What is expected: Go over the records and copy every line with the string "metadata".
********
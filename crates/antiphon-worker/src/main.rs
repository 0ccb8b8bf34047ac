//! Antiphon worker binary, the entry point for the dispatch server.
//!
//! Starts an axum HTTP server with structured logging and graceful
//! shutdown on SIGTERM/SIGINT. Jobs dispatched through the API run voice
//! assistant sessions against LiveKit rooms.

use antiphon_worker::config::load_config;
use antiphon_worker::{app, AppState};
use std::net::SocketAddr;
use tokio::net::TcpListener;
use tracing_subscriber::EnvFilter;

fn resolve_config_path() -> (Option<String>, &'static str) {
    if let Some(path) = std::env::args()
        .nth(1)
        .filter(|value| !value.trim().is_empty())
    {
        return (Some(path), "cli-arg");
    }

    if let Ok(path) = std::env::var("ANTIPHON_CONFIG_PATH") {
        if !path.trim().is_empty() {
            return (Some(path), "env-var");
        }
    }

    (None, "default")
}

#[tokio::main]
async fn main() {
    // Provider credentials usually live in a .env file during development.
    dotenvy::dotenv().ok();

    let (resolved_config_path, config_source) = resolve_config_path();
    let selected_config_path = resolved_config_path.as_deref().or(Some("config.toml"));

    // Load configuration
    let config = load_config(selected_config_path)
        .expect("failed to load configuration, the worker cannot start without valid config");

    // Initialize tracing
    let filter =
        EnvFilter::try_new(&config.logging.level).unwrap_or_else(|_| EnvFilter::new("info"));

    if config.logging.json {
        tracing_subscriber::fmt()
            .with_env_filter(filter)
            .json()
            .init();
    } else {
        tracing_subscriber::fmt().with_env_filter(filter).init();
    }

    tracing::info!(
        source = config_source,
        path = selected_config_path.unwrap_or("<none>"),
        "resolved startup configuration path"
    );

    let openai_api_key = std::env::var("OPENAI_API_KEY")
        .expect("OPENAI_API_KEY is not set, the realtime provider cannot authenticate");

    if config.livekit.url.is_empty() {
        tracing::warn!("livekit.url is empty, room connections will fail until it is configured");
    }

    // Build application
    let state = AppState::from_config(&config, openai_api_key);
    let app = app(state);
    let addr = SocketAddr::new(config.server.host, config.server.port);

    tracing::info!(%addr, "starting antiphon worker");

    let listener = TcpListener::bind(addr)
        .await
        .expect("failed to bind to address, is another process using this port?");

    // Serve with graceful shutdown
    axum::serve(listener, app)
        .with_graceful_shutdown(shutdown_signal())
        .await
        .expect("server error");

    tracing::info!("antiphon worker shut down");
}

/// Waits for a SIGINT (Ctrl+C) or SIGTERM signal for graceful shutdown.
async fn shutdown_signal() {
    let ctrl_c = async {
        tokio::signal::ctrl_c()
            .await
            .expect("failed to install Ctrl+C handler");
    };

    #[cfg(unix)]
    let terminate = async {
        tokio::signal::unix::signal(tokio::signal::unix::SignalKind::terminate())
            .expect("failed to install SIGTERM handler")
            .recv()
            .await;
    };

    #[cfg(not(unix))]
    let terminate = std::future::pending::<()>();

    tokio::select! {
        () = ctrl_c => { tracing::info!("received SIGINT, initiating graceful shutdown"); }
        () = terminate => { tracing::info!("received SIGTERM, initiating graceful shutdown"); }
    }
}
********
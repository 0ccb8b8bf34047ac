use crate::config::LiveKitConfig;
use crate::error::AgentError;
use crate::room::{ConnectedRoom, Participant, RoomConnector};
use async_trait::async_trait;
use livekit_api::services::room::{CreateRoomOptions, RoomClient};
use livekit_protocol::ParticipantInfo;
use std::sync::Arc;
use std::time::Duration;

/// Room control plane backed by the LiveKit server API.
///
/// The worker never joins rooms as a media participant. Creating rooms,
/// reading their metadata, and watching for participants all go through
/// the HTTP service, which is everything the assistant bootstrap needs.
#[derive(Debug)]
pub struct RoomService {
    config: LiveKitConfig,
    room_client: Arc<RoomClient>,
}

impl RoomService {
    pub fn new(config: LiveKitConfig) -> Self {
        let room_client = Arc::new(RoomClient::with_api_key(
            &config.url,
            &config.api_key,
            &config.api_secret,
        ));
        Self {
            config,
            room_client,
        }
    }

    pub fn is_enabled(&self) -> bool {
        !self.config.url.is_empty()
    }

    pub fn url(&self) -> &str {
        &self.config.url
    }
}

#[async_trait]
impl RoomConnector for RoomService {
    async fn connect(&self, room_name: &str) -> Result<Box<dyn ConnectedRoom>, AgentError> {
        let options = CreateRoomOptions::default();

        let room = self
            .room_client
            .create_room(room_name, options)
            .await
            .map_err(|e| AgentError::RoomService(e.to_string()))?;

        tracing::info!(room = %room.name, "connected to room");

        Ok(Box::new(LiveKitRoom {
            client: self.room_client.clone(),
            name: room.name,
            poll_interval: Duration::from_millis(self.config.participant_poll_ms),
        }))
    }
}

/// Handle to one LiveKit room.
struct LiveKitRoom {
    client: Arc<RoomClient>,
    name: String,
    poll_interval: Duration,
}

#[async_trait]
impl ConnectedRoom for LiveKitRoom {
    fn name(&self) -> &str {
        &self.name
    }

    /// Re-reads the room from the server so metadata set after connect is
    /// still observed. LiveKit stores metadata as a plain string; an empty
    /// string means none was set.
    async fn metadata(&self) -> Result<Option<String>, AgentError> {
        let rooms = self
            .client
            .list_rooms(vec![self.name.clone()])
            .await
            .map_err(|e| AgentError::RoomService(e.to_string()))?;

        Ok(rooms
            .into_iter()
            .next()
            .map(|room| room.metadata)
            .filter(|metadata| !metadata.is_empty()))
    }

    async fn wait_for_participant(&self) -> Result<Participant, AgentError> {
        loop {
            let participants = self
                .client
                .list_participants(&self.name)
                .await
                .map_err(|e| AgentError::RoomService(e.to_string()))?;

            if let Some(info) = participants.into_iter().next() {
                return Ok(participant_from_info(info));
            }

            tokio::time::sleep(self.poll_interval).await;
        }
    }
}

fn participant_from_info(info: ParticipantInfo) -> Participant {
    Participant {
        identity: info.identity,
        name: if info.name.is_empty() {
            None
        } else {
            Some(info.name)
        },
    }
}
********
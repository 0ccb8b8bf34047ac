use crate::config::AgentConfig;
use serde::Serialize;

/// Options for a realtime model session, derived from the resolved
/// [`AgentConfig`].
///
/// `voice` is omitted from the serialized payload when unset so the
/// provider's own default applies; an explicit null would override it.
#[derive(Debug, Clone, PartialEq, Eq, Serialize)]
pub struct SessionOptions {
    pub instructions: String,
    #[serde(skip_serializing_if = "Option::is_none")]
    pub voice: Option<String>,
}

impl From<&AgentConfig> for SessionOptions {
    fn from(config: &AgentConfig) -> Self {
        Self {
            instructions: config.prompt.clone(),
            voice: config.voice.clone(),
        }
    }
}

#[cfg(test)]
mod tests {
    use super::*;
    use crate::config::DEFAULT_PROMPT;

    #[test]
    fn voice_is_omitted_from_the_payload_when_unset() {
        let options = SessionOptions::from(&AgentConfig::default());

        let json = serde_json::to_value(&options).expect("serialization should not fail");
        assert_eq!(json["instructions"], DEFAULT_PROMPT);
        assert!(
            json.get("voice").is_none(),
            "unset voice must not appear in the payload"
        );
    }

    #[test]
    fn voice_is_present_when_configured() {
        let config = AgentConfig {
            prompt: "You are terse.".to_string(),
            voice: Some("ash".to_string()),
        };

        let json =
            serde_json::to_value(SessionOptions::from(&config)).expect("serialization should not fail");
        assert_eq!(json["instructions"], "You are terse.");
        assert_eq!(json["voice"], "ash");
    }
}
********
Solved exercise:
/// reading their metadata, and watching for participants all go through
    /// Re-reads the room from the server so metadata set after connect is
    /// still observed. LiveKit stores metadata as a plain string; an empty
    async fn metadata(&self) -> Result<Option<String>, AgentError> {
            .map(|room| room.metadata)
            .filter(|metadata| !metadata.is_empty()))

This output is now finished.